Material shown –
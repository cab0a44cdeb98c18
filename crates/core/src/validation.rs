//! Checks for configuration values and user-supplied options
//!
//! Every failed check is collected rather than stopping at the first, so a
//! bad config file is reported in one pass.
//!
//! # Example
//!
//! ```rust
//! use imgconv_core::validation::Validator;
//!
//! let result = Validator::new()
//!     .one_of("theme", "dark", &["light", "dark"])
//!     .range("jpeg_quality", 92u8, 1, 100)
//!     .at_least("max_dimension", 4096u32, 1)
//!     .validate();
//!
//! assert!(result.is_valid());
//! ```

use crate::error::{Error, ErrorCode, Result};
use serde::Serialize;
use std::fmt;

/// Which check a value failed
#[derive(Debug, Clone, Copy, PartialEq, Eq, Serialize)]
#[serde(rename_all = "snake_case")]
pub enum Rule {
    /// Value outside an allowed set
    OneOf,
    /// Value outside an inclusive range
    Range,
    /// Value below a minimum
    AtLeast,
}

/// One failed check
#[derive(Debug, Clone, PartialEq, Eq, Serialize)]
pub struct ValidationError {
    /// Dotted path of the offending value, e.g. `conversion.jpeg_quality`
    pub field: String,
    /// Failed rule
    pub rule: Rule,
    /// What would have been accepted
    pub expected: String,
    /// What was found
    pub actual: String,
}

impl fmt::Display for ValidationError {
    fn fmt(&self, f: &mut fmt::Formatter<'_>) -> fmt::Result {
        match self.rule {
            Rule::OneOf => write!(f, "{} must be one of {} (got {:?})", self.field, self.expected, self.actual),
            Rule::Range => write!(f, "{} must be between {} (got {})", self.field, self.expected, self.actual),
            Rule::AtLeast => write!(f, "{} must be at least {} (got {})", self.field, self.expected, self.actual),
        }
    }
}

/// Collected failures
#[derive(Debug, Clone, Default, Serialize)]
pub struct ValidationResult {
    errors: Vec<ValidationError>,
}

impl ValidationResult {
    /// Whether every check passed
    pub fn is_valid(&self) -> bool {
        self.errors.is_empty()
    }

    /// Failed checks, in the order they ran
    pub fn errors(&self) -> &[ValidationError] {
        &self.errors
    }

    /// Turn failures into one error tagged with `code`.
    ///
    /// The message names the first failure; the context lists all of them.
    pub fn into_result(self, code: ErrorCode) -> Result<()> {
        let Some(first) = self.errors.first() else {
            return Ok(());
        };

        let mut err = Error::new(code, format!("Invalid setting: {}", first));
        if self.errors.len() > 1 {
            let all: Vec<String> = self.errors.iter().map(ToString::to_string).collect();
            err = err.with_context(all.join("; "));
        }
        Err(err.with_suggestion("Fix the listed values or remove them to use the defaults"))
    }
}

/// Fluent validator builder
#[derive(Debug, Default)]
pub struct Validator {
    result: ValidationResult,
}

impl Validator {
    /// Start an empty set of checks
    pub fn new() -> Self {
        Self::default()
    }

    /// `value` must be one of `allowed`
    pub fn one_of(mut self, field: &str, value: &str, allowed: &[&str]) -> Self {
        if !allowed.contains(&value) {
            self.fail(field, Rule::OneOf, allowed.join(", "), value.to_string());
        }
        self
    }

    /// `value` must lie in `min..=max`
    pub fn range<T: PartialOrd + fmt::Display>(mut self, field: &str, value: T, min: T, max: T) -> Self {
        if value < min || value > max {
            self.fail(field, Rule::Range, format!("{min} and {max}"), value.to_string());
        }
        self
    }

    /// `value` must be `min` or more
    pub fn at_least<T: PartialOrd + fmt::Display>(mut self, field: &str, value: T, min: T) -> Self {
        if value < min {
            self.fail(field, Rule::AtLeast, min.to_string(), value.to_string());
        }
        self
    }

    /// Finish and return what failed
    pub fn validate(self) -> ValidationResult {
        self.result
    }

    fn fail(&mut self, field: &str, rule: Rule, expected: String, actual: String) {
        self.result.errors.push(ValidationError {
            field: field.to_string(),
            rule,
            expected,
            actual,
        });
    }
}

#[cfg(test)]
mod tests {
    use super::*;

    #[test]
    fn test_one_of() {
        let result = Validator::new()
            .one_of("preferences.language", "klingon", &["en", "es", "fr"])
            .validate();
        assert!(!result.is_valid());
        assert_eq!(result.errors()[0].rule, Rule::OneOf);
        assert_eq!(result.errors()[0].actual, "klingon");
    }

    #[test]
    fn test_range_bounds_are_inclusive() {
        assert!(Validator::new()
            .range("q", 1, 1, 100)
            .range("q", 100, 1, 100)
            .validate()
            .is_valid());

        let result = Validator::new().range("conversion.jpeg_quality", 150, 1, 100).validate();
        assert_eq!(result.errors()[0].rule, Rule::Range);
        assert_eq!(
            result.errors()[0].to_string(),
            "conversion.jpeg_quality must be between 1 and 100 (got 150)"
        );
    }

    #[test]
    fn test_at_least() {
        let result = Validator::new()
            .at_least("conversion.max_upload_bytes", 0u64, 1)
            .at_least("conversion.max_dimension", 1u32, 1)
            .validate();
        assert_eq!(result.errors().len(), 1);
        assert_eq!(result.errors()[0].field, "conversion.max_upload_bytes");
    }

    #[test]
    fn test_into_result_single_failure() {
        let err = Validator::new()
            .one_of("preferences.theme", "neon", &["light", "dark"])
            .validate()
            .into_result(ErrorCode::ConfigValidationError)
            .unwrap_err();
        assert_eq!(err.code, ErrorCode::ConfigValidationError);
        assert!(err.message.contains("preferences.theme"));
        assert!(err.context.is_none());
        assert!(err.suggestion.is_some());
    }

    #[test]
    fn test_into_result_lists_every_failure() {
        let err = Validator::new()
            .one_of("preferences.language", "xx", &["en"])
            .range("conversion.jpeg_quality", 0u8, 1, 100)
            .validate()
            .into_result(ErrorCode::ConfigValidationError)
            .unwrap_err();
        let context = err.context.unwrap();
        assert!(context.contains("preferences.language"));
        assert!(context.contains("conversion.jpeg_quality"));
    }

    #[test]
    fn test_passing_checks_are_ok() {
        assert!(Validator::new()
            .one_of("preferences.theme", "light", &["light", "dark"])
            .at_least("conversion.max_dimension", 4096u32, 1)
            .validate()
            .into_result(ErrorCode::ConfigValidationError)
            .is_ok());
    }
}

What you should do – Word for word, write out all of the data above.

Answer to the problem –
repository cab0a44cdeb98c18
filename crates/core/src/validation.rs
//! Checks for configuration values and user-supplied options
//!
//! Every failed check is collected rather than stopping at the first, so a
//! bad config file is reported in one pass.
//!
//! # Example
//!
//! ```rust
//! use imgconv_core::validation::Validator;
//!
//! let result = Validator::new()
//!     .one_of("theme", "dark", &["light", "dark"])
//!     .range("jpeg_quality", 92u8, 1, 100)
//!     .at_least("max_dimension", 4096u32, 1)
//!     .validate();
//!
//! assert!(result.is_valid());
//! ```

use crate::error::{Error, ErrorCode, Result};
use serde::Serialize;
use std::fmt;

/// Which check a value failed
#[derive(Debug, Clone, Copy, PartialEq, Eq, Serialize)]
#[serde(rename_all = "snake_case")]
pub enum Rule {
    /// Value outside an allowed set
    OneOf,
    /// Value outside an inclusive range
    Range,
    /// Value below a minimum
    AtLeast,
}

/// One failed check
#[derive(Debug, Clone, PartialEq, Eq, Serialize)]
pub struct ValidationError {
    /// Dotted path of the offending value, e.g. `conversion.jpeg_quality`
    pub field: String,
    /// Failed rule
    pub rule: Rule,
    /// What would have been accepted
    pub expected: String,
    /// What was found
    pub actual: String,
}

impl fmt::Display for ValidationError {
    fn fmt(&self, f: &mut fmt::Formatter<'_>) -> fmt::Result {
        match self.rule {
            Rule::OneOf => write!(f, "{} must be one of {} (got {:?})", self.field, self.expected, self.actual),
            Rule::Range => write!(f, "{} must be between {} (got {})", self.field, self.expected, self.actual),
            Rule::AtLeast => write!(f, "{} must be at least {} (got {})", self.field, self.expected, self.actual),
        }
    }
}

/// Collected failures
#[derive(Debug, Clone, Default, Serialize)]
pub struct ValidationResult {
    errors: Vec<ValidationError>,
}

impl ValidationResult {
    /// Whether every check passed
    pub fn is_valid(&self) -> bool {
        self.errors.is_empty()
    }

    /// Failed checks, in the order they ran
    pub fn errors(&self) -> &[ValidationError] {
        &self.errors
    }

    /// Turn failures into one error tagged with `code`.
    ///
    /// The message names the first failure; the context lists all of them.
    pub fn into_result(self, code: ErrorCode) -> Result<()> {
        let Some(first) = self.errors.first() else {
            return Ok(());
        };

        let mut err = Error::new(code, format!("Invalid setting: {}", first));
        if self.errors.len() > 1 {
            let all: Vec<String> = self.errors.iter().map(ToString::to_string).collect();
            err = err.with_context(all.join("; "));
        }
        Err(err.with_suggestion("Fix the listed values or remove them to use the defaults"))
    }
}

/// Fluent validator builder
#[derive(Debug, Default)]
pub struct Validator {
    result: ValidationResult,
}

impl Validator {
    /// Start an empty set of checks
    pub fn new() -> Self {
        Self::default()
    }

    /// `value` must be one of `allowed`
    pub fn one_of(mut self, field: &str, value: &str, allowed: &[&str]) -> Self {
        if !allowed.contains(&value) {
            self.fail(field, Rule::OneOf, allowed.join(", "), value.to_string());
        }
        self
    }

    /// `value` must lie in `min..=max`
    pub fn range<T: PartialOrd + fmt::Display>(mut self, field: &str, value: T, min: T, max: T) -> Self {
        if value < min || value > max {
            self.fail(field, Rule::Range, format!("{min} and {max}"), value.to_string());
        }
        self
    }

    /// `value` must be `min` or more
    pub fn at_least<T: PartialOrd + fmt::Display>(mut self, field: &str, value: T, min: T) -> Self {
        if value < min {
            self.fail(field, Rule::AtLeast, min.to_string(), value.to_string());
        }
        self
    }

    /// Finish and return what failed
    pub fn validate(self) -> ValidationResult {
        self.result
    }

    fn fail(&mut self, field: &str, rule: Rule, expected: String, actual: String) {
        self.result.errors.push(ValidationError {
            field: field.to_string(),
            rule,
            expected,
            actual,
        });
    }
}

#[cfg(test)]
mod tests {
    use super::*;

    #[test]
    fn test_one_of() {
        let result = Validator::new()
            .one_of("preferences.language", "klingon", &["en", "es", "fr"])
            .validate();
        assert!(!result.is_valid());
        assert_eq!(result.errors()[0].rule, Rule::OneOf);
        assert_eq!(result.errors()[0].actual, "klingon");
    }

    #[test]
    fn test_range_bounds_are_inclusive() {
        assert!(Validator::new()
            .range("q", 1, 1, 100)
            .range("q", 100, 1, 100)
            .validate()
            .is_valid());

        let result = Validator::new().range("conversion.jpeg_quality", 150, 1, 100).validate();
        assert_eq!(result.errors()[0].rule, Rule::Range);
        assert_eq!(
            result.errors()[0].to_string(),
            "conversion.jpeg_quality must be between 1 and 100 (got 150)"
        );
    }

    #[test]
    fn test_at_least() {
        let result = Validator::new()
            .at_least("conversion.max_upload_bytes", 0u64, 1)
            .at_least("conversion.max_dimension", 1u32, 1)
            .validate();
        assert_eq!(result.errors().len(), 1);
        assert_eq!(result.errors()[0].field, "conversion.max_upload_bytes");
    }

    #[test]
    fn test_into_result_single_failure() {
        let err = Validator::new()
            .one_of("preferences.theme", "neon", &["light", "dark"])
            .validate()
            .into_result(ErrorCode::ConfigValidationError)
            .unwrap_err();
        assert_eq!(err.code, ErrorCode::ConfigValidationError);
        assert!(err.message.contains("preferences.theme"));
        assert!(err.context.is_none());
        assert!(err.suggestion.is_some());
    }

    #[test]
    fn test_into_result_lists_every_failure() {
        let err = Validator::new()
            .one_of("preferences.language", "xx", &["en"])
            .range("conversion.jpeg_quality", 0u8, 1, 100)
            .validate()
            .into_result(ErrorCode::ConfigValidationError)
            .unwrap_err();
        let context = err.context.unwrap();
        assert!(context.contains("preferences.language"));
        assert!(context.contains("conversion.jpeg_quality"));
    }

    #[test]
    fn test_passing_checks_are_ok() {
        assert!(Validator::new()
            .one_of("preferences.theme", "light", &["light", "dark"])
            .at_least("conversion.max_dimension", 4096u32, 1)
            .validate()
            .into_result(ErrorCode::ConfigValidationError)
            .is_ok());
    }
}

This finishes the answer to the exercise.